Saved data entries

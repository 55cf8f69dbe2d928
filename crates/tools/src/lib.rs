//! Built-in tools for the voxtask agent.
//!
//! Every tool validates against its JSON-schema contract at the registry
//! boundary and returns the normalized envelope. Tools hold short-lived
//! store handles; none keeps a handle across a suspension that is not
//! itself store-bound.

pub mod create;
pub mod datetime;
pub mod delete;
pub mod query;
pub mod recall;
pub mod ui;
pub mod update;

use serde_json::Value;

use voxtask_core::{Task, ToolRegistry};
use voxtask_store::{HistoryStore, TaskStore};

/// Create the registry with all twelve tools, in the order they are
/// enumerated to the model.
pub fn default_registry(tasks: TaskStore, history: HistoryStore) -> ToolRegistry {
    let mut registry = ToolRegistry::new();
    registry.register(Box::new(create::CreateTask::new(tasks.clone())));
    registry.register(Box::new(create::CreateMultipleTasks::new(tasks.clone())));
    registry.register(Box::new(update::UpdateTask::new(tasks.clone())));
    registry.register(Box::new(update::UpdateMultipleTasks::new(tasks.clone())));
    registry.register(Box::new(delete::DeleteTask::new(tasks.clone())));
    registry.register(Box::new(delete::DeleteMultipleTasks::new(tasks.clone())));
    registry.register(Box::new(query::ListTasks::new(tasks.clone())));
    registry.register(Box::new(query::SearchTasks::new(tasks.clone())));
    registry.register(Box::new(query::GetTaskStats::new(tasks)));
    registry.register(Box::new(ui::ChangeUiView));
    registry.register(Box::new(ui::ShowChoices));
    registry.register(Box::new(recall::LoadFullHistory::new(history)));
    registry
}

/// The task shape tool envelopes expose to the model.
pub(crate) fn task_detail(task: &Task) -> Value {
    serde_json::json!({
        "id": task.id,
        "title": task.title,
        "description": task.description,
        "notes": task.notes,
        "priority": task.priority,
        "status": task.status,
        "scheduled_date": task.scheduled_date.to_rfc3339(),
        "deadline": task.deadline.map(|d| d.to_rfc3339()),
        "created_at": task.created_at.to_rfc3339(),
    })
}

/// Read an optional non-empty string field from validated input.
pub(crate) fn opt_str(input: &Value, key: &str) -> Option<String> {
    input[key]
        .as_str()
        .map(str::trim)
        .filter(|s| !s.is_empty())
        .map(String::from)
}

#[cfg(test)]
mod tests {
    use super::*;
    use voxtask_store::Database;

    #[tokio::test]
    async fn registry_enumerates_all_twelve_tools_in_order() {
        let db = Database::in_memory().await.unwrap();
        let registry = default_registry(db.tasks(), db.history());
        assert_eq!(
            registry.names(),
            vec![
                "create_task",
                "create_multiple_tasks",
                "update_task",
                "update_multiple_tasks",
                "delete_task",
                "delete_multiple_tasks",
                "list_tasks",
                "search_tasks",
                "get_task_stats",
                "change_ui_view",
                "show_choices",
                "load_full_history",
            ]
        );
    }

    #[tokio::test]
    async fn every_tool_declares_an_object_schema() {
        let db = Database::in_memory().await.unwrap();
        let registry = default_registry(db.tasks(), db.history());
        for def in registry.definitions() {
            assert_eq!(
                def.input_schema["type"], "object",
                "{} schema must be an object",
                def.name
            );
            assert!(!def.description.is_empty());
        }
    }
}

▶ TASK DESCRIPTION
Restate verbatim all lines from the start of the data through the line containing "pub mod create;", with both ends kept.

▶ WRITTEN RESPONSE
repository 55cf8f69dbe2d928
filename crates/tools/src/lib.rs
//! Built-in tools for the voxtask agent.
//!
//! Every tool validates against its JSON-schema contract at the registry
//! boundary and returns the normalized envelope. Tools hold short-lived
//! store handles; none keeps a handle across a suspension that is not
//! itself store-bound.

pub mod create;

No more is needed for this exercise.